> **Records provided**:
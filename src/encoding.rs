// Copyright (c) 2024-present, fjall-rs
// This source code is licensed under both the Apache 2.0 and MIT License
// (found in the LICENSE-* files in the repository)

//! Fixed-width encoding of integer and float variables
//!
//! Float layout, from the most significant bit:
//!
//! | width  | sign | unused | digits | num_digits - 1 | decimal_pos - 1 |
//! |--------|------|--------|--------|----------------|-----------------|
//! | 8 byte | 1    | 1      | 54     | 4              | 4               |
//! | 4 byte | 1    | 0      | 25     | 3              | 3               |
//!
//! `decimal_pos` is the number of digits after the decimal point.

use crate::{id::VariableId, Error};
use std::fmt::{Debug, Display};

/// Fixed-width integer holding one encoded variable
///
/// The logtype placeholder at the variable's position determines whether
/// the value is an integer, a float or a variable dictionary id.
pub trait EncodedVariable:
    Copy + Default + Eq + Ord + std::hash::Hash + Debug + Display + Send + Sync + 'static
{
    /// Width in bytes
    const SIZE: usize;

    /// Maximum number of digits of a directly encodable float
    const FLOAT_MAX_DIGITS: u32;

    #[doc(hidden)]
    const FLOAT_DIGITS_BITS: u32;

    #[doc(hidden)]
    const FLOAT_COUNT_BITS: u32;

    /// Reinterprets the lower [`Self::SIZE`] bytes of `bits`.
    fn from_bits(bits: u64) -> Self;

    /// Zero-extended bit pattern.
    fn to_bits(self) -> u64;

    /// Parses a canonical decimal integer, returns `None` on overflow.
    fn parse_decimal(digits: &str) -> Option<Self>;

    /// Widens the value.
    fn to_i64(self) -> i64;
}

impl EncodedVariable for i64 {
    const SIZE: usize = 8;
    const FLOAT_MAX_DIGITS: u32 = 16;
    const FLOAT_DIGITS_BITS: u32 = 54;
    const FLOAT_COUNT_BITS: u32 = 4;

    #[allow(clippy::cast_possible_wrap)]
    fn from_bits(bits: u64) -> Self {
        bits as Self
    }

    #[allow(clippy::cast_sign_loss)]
    fn to_bits(self) -> u64 {
        self as u64
    }

    fn parse_decimal(digits: &str) -> Option<Self> {
        digits.parse().ok()
    }

    fn to_i64(self) -> i64 {
        self
    }
}

impl EncodedVariable for i32 {
    const SIZE: usize = 4;
    const FLOAT_MAX_DIGITS: u32 = 8;
    const FLOAT_DIGITS_BITS: u32 = 25;
    const FLOAT_COUNT_BITS: u32 = 3;

    #[allow(clippy::cast_possible_truncation, clippy::cast_possible_wrap)]
    fn from_bits(bits: u64) -> Self {
        bits as u32 as Self
    }

    #[allow(clippy::cast_sign_loss)]
    fn to_bits(self) -> u64 {
        u64::from(self as u32)
    }

    fn parse_decimal(digits: &str) -> Option<Self> {
        digits.parse().ok()
    }

    fn to_i64(self) -> i64 {
        i64::from(self)
    }
}

fn is_canonical_integer(s: &str) -> bool {
    let digits = s.strip_prefix('-').unwrap_or(s);

    if digits.is_empty() || !digits.bytes().all(|b| b.is_ascii_digit()) {
        return false;
    }

    // "-0" and "007" would not survive re-formatting
    if digits.starts_with('0') {
        return digits.len() == 1 && !s.starts_with('-');
    }

    true
}

/// Encodes `s` as an integer variable, if it re-formats to exactly `s`.
#[must_use]
pub fn encode_integer<E: EncodedVariable>(s: &str) -> Option<E> {
    if !is_canonical_integer(s) {
        return None;
    }
    E::parse_decimal(s)
}

/// Appends the text of an integer variable.
pub fn decode_integer<E: EncodedVariable>(value: E, out: &mut String) {
    use std::fmt::Write;

    // NOTE: Writing into a String can't fail
    let _ = write!(out, "{value}");
}

/// Encodes `s` as a float variable, if it fits the digit and bit budget.
///
/// Accepted: optional `-`, digits with exactly one `.` that is not the last
/// character. Leading zeros are kept by recording the digit count.
#[must_use]
pub fn encode_float<E: EncodedVariable>(s: &str) -> Option<E> {
    let (is_negative, body) = match s.strip_prefix('-') {
        Some(body) => (true, body),
        None => (false, s),
    };

    let (int_part, frac_part) = body.split_once('.')?;

    if frac_part.is_empty()
        || frac_part.contains('.')
        || !int_part.bytes().all(|b| b.is_ascii_digit())
        || !frac_part.bytes().all(|b| b.is_ascii_digit())
    {
        return None;
    }

    let num_digits = u32::try_from(int_part.len() + frac_part.len()).ok()?;
    let decimal_pos = u32::try_from(frac_part.len()).ok()?;

    if num_digits > E::FLOAT_MAX_DIGITS {
        return None;
    }

    let mut digits: u64 = 0;
    for b in int_part.bytes().chain(frac_part.bytes()) {
        digits = digits * 10 + u64::from(b - b'0');
    }

    if digits >= (1 << E::FLOAT_DIGITS_BITS) {
        return None;
    }

    let count_bits = E::FLOAT_COUNT_BITS;
    let sign_shift = (E::SIZE as u32) * 8 - 1;

    let mut bits = u64::from(is_negative) << sign_shift;
    bits |= digits << (2 * count_bits);
    bits |= u64::from(num_digits - 1) << count_bits;
    bits |= u64::from(decimal_pos - 1);

    Some(E::from_bits(bits))
}

/// Appends the text of a float variable.
///
/// # Errors
///
/// Returns [`Error::Corrupt`] if the bit fields are inconsistent.
pub fn decode_float<E: EncodedVariable>(value: E, out: &mut String) -> crate::Result<()> {
    let bits = value.to_bits();

    let count_bits = E::FLOAT_COUNT_BITS;
    let count_mask = (1 << count_bits) - 1;
    let sign_shift = (E::SIZE as u32) * 8 - 1;

    let is_negative = (bits >> sign_shift) & 1 == 1;
    let digits = (bits >> (2 * count_bits)) & ((1 << E::FLOAT_DIGITS_BITS) - 1);

    #[allow(clippy::cast_possible_truncation)]
    let num_digits = ((bits >> count_bits) & count_mask) as usize + 1;

    #[allow(clippy::cast_possible_truncation)]
    let decimal_pos = (bits & count_mask) as usize + 1;

    let digits = format!("{digits:0num_digits$}");

    if decimal_pos > num_digits || digits.len() != num_digits {
        return Err(Error::Corrupt(format!("float variable {value} has invalid fields")));
    }

    let (int_part, frac_part) = digits.split_at(num_digits - decimal_pos);

    if is_negative {
        out.push('-');
    }
    out.push_str(int_part);
    out.push('.');
    out.push_str(frac_part);

    Ok(())
}

/// Wraps a variable dictionary id.
///
/// # Errors
///
/// Returns [`Error::IdSpaceExhausted`] if the id does not fit the width.
pub fn encode_dictionary_id<E: EncodedVariable>(id: VariableId) -> crate::Result<E> {
    let max_id = max_dictionary_id::<E>();

    if id > max_id {
        return Err(Error::IdSpaceExhausted {
            dictionary: "variable",
            max_id,
        });
    }
    Ok(E::from_bits(id))
}

/// Unwraps a variable dictionary id.
pub fn decode_dictionary_id<E: EncodedVariable>(value: E) -> VariableId {
    value.to_bits()
}

/// Largest dictionary id that can be stored in `E` without touching the sign bit.
#[must_use]
pub fn max_dictionary_id<E: EncodedVariable>() -> VariableId {
    (1 << ((E::SIZE as u32) * 8 - 1)) - 1
}

/// Returns `true` if every byte could be part of an integer variable.
pub(crate) fn could_be_integer(s: &str) -> bool {
    s.bytes().all(|b| b.is_ascii_digit() || b == b'-')
}

/// Returns `true` if every byte could be part of a float variable.
pub(crate) fn could_be_float(s: &str) -> bool {
    s.bytes().all(|b| b.is_ascii_digit() || b == b'-' || b == b'.')
}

> **What you are asked to do**: Copy the whole of the data above exactly.

> **The completed task**:
filename src/encoding.rs
// Copyright (c) 2024-present, fjall-rs
// This source code is licensed under both the Apache 2.0 and MIT License
// (found in the LICENSE-* files in the repository)

//! Fixed-width encoding of integer and float variables
//!
//! Float layout, from the most significant bit:
//!
//! | width  | sign | unused | digits | num_digits - 1 | decimal_pos - 1 |
//! |--------|------|--------|--------|----------------|-----------------|
//! | 8 byte | 1    | 1      | 54     | 4              | 4               |
//! | 4 byte | 1    | 0      | 25     | 3              | 3               |
//!
//! `decimal_pos` is the number of digits after the decimal point.

use crate::{id::VariableId, Error};
use std::fmt::{Debug, Display};

/// Fixed-width integer holding one encoded variable
///
/// The logtype placeholder at the variable's position determines whether
/// the value is an integer, a float or a variable dictionary id.
pub trait EncodedVariable:
    Copy + Default + Eq + Ord + std::hash::Hash + Debug + Display + Send + Sync + 'static
{
    /// Width in bytes
    const SIZE: usize;

    /// Maximum number of digits of a directly encodable float
    const FLOAT_MAX_DIGITS: u32;

    #[doc(hidden)]
    const FLOAT_DIGITS_BITS: u32;

    #[doc(hidden)]
    const FLOAT_COUNT_BITS: u32;

    /// Reinterprets the lower [`Self::SIZE`] bytes of `bits`.
    fn from_bits(bits: u64) -> Self;

    /// Zero-extended bit pattern.
    fn to_bits(self) -> u64;

    /// Parses a canonical decimal integer, returns `None` on overflow.
    fn parse_decimal(digits: &str) -> Option<Self>;

    /// Widens the value.
    fn to_i64(self) -> i64;
}

impl EncodedVariable for i64 {
    const SIZE: usize = 8;
    const FLOAT_MAX_DIGITS: u32 = 16;
    const FLOAT_DIGITS_BITS: u32 = 54;
    const FLOAT_COUNT_BITS: u32 = 4;

    #[allow(clippy::cast_possible_wrap)]
    fn from_bits(bits: u64) -> Self {
        bits as Self
    }

    #[allow(clippy::cast_sign_loss)]
    fn to_bits(self) -> u64 {
        self as u64
    }

    fn parse_decimal(digits: &str) -> Option<Self> {
        digits.parse().ok()
    }

    fn to_i64(self) -> i64 {
        self
    }
}

impl EncodedVariable for i32 {
    const SIZE: usize = 4;
    const FLOAT_MAX_DIGITS: u32 = 8;
    const FLOAT_DIGITS_BITS: u32 = 25;
    const FLOAT_COUNT_BITS: u32 = 3;

    #[allow(clippy::cast_possible_truncation, clippy::cast_possible_wrap)]
    fn from_bits(bits: u64) -> Self {
        bits as u32 as Self
    }

    #[allow(clippy::cast_sign_loss)]
    fn to_bits(self) -> u64 {
        u64::from(self as u32)
    }

    fn parse_decimal(digits: &str) -> Option<Self> {
        digits.parse().ok()
    }

    fn to_i64(self) -> i64 {
        i64::from(self)
    }
}

fn is_canonical_integer(s: &str) -> bool {
    let digits = s.strip_prefix('-').unwrap_or(s);

    if digits.is_empty() || !digits.bytes().all(|b| b.is_ascii_digit()) {
        return false;
    }

    // "-0" and "007" would not survive re-formatting
    if digits.starts_with('0') {
        return digits.len() == 1 && !s.starts_with('-');
    }

    true
}

/// Encodes `s` as an integer variable, if it re-formats to exactly `s`.
#[must_use]
pub fn encode_integer<E: EncodedVariable>(s: &str) -> Option<E> {
    if !is_canonical_integer(s) {
        return None;
    }
    E::parse_decimal(s)
}

/// Appends the text of an integer variable.
pub fn decode_integer<E: EncodedVariable>(value: E, out: &mut String) {
    use std::fmt::Write;

    // NOTE: Writing into a String can't fail
    let _ = write!(out, "{value}");
}

/// Encodes `s` as a float variable, if it fits the digit and bit budget.
///
/// Accepted: optional `-`, digits with exactly one `.` that is not the last
/// character. Leading zeros are kept by recording the digit count.
#[must_use]
pub fn encode_float<E: EncodedVariable>(s: &str) -> Option<E> {
    let (is_negative, body) = match s.strip_prefix('-') {
        Some(body) => (true, body),
        None => (false, s),
    };

    let (int_part, frac_part) = body.split_once('.')?;

    if frac_part.is_empty()
        || frac_part.contains('.')
        || !int_part.bytes().all(|b| b.is_ascii_digit())
        || !frac_part.bytes().all(|b| b.is_ascii_digit())
    {
        return None;
    }

    let num_digits = u32::try_from(int_part.len() + frac_part.len()).ok()?;
    let decimal_pos = u32::try_from(frac_part.len()).ok()?;

    if num_digits > E::FLOAT_MAX_DIGITS {
        return None;
    }

    let mut digits: u64 = 0;
    for b in int_part.bytes().chain(frac_part.bytes()) {
        digits = digits * 10 + u64::from(b - b'0');
    }

    if digits >= (1 << E::FLOAT_DIGITS_BITS) {
        return None;
    }

    let count_bits = E::FLOAT_COUNT_BITS;
    let sign_shift = (E::SIZE as u32) * 8 - 1;

    let mut bits = u64::from(is_negative) << sign_shift;
    bits |= digits << (2 * count_bits);
    bits |= u64::from(num_digits - 1) << count_bits;
    bits |= u64::from(decimal_pos - 1);

    Some(E::from_bits(bits))
}

/// Appends the text of a float variable.
///
/// # Errors
///
/// Returns [`Error::Corrupt`] if the bit fields are inconsistent.
pub fn decode_float<E: EncodedVariable>(value: E, out: &mut String) -> crate::Result<()> {
    let bits = value.to_bits();

    let count_bits = E::FLOAT_COUNT_BITS;
    let count_mask = (1 << count_bits) - 1;
    let sign_shift = (E::SIZE as u32) * 8 - 1;

    let is_negative = (bits >> sign_shift) & 1 == 1;
    let digits = (bits >> (2 * count_bits)) & ((1 << E::FLOAT_DIGITS_BITS) - 1);

    #[allow(clippy::cast_possible_truncation)]
    let num_digits = ((bits >> count_bits) & count_mask) as usize + 1;

    #[allow(clippy::cast_possible_truncation)]
    let decimal_pos = (bits & count_mask) as usize + 1;

    let digits = format!("{digits:0num_digits$}");

    if decimal_pos > num_digits || digits.len() != num_digits {
        return Err(Error::Corrupt(format!("float variable {value} has invalid fields")));
    }

    let (int_part, frac_part) = digits.split_at(num_digits - decimal_pos);

    if is_negative {
        out.push('-');
    }
    out.push_str(int_part);
    out.push('.');
    out.push_str(frac_part);

    Ok(())
}

/// Wraps a variable dictionary id.
///
/// # Errors
///
/// Returns [`Error::IdSpaceExhausted`] if the id does not fit the width.
pub fn encode_dictionary_id<E: EncodedVariable>(id: VariableId) -> crate::Result<E> {
    let max_id = max_dictionary_id::<E>();

    if id > max_id {
        return Err(Error::IdSpaceExhausted {
            dictionary: "variable",
            max_id,
        });
    }
    Ok(E::from_bits(id))
}

/// Unwraps a variable dictionary id.
pub fn decode_dictionary_id<E: EncodedVariable>(value: E) -> VariableId {
    value.to_bits()
}

/// Largest dictionary id that can be stored in `E` without touching the sign bit.
#[must_use]
pub fn max_dictionary_id<E: EncodedVariable>() -> VariableId {
    (1 << ((E::SIZE as u32) * 8 - 1)) - 1
}

/// Returns `true` if every byte could be part of an integer variable.
pub(crate) fn could_be_integer(s: &str) -> bool {
    s.bytes().all(|b| b.is_ascii_digit() || b == b'-')
}

/// Returns `true` if every byte could be part of a float variable.
pub(crate) fn could_be_float(s: &str) -> bool {
    s.bytes().all(|b| b.is_ascii_digit() || b == b'-' || b == b'.')
}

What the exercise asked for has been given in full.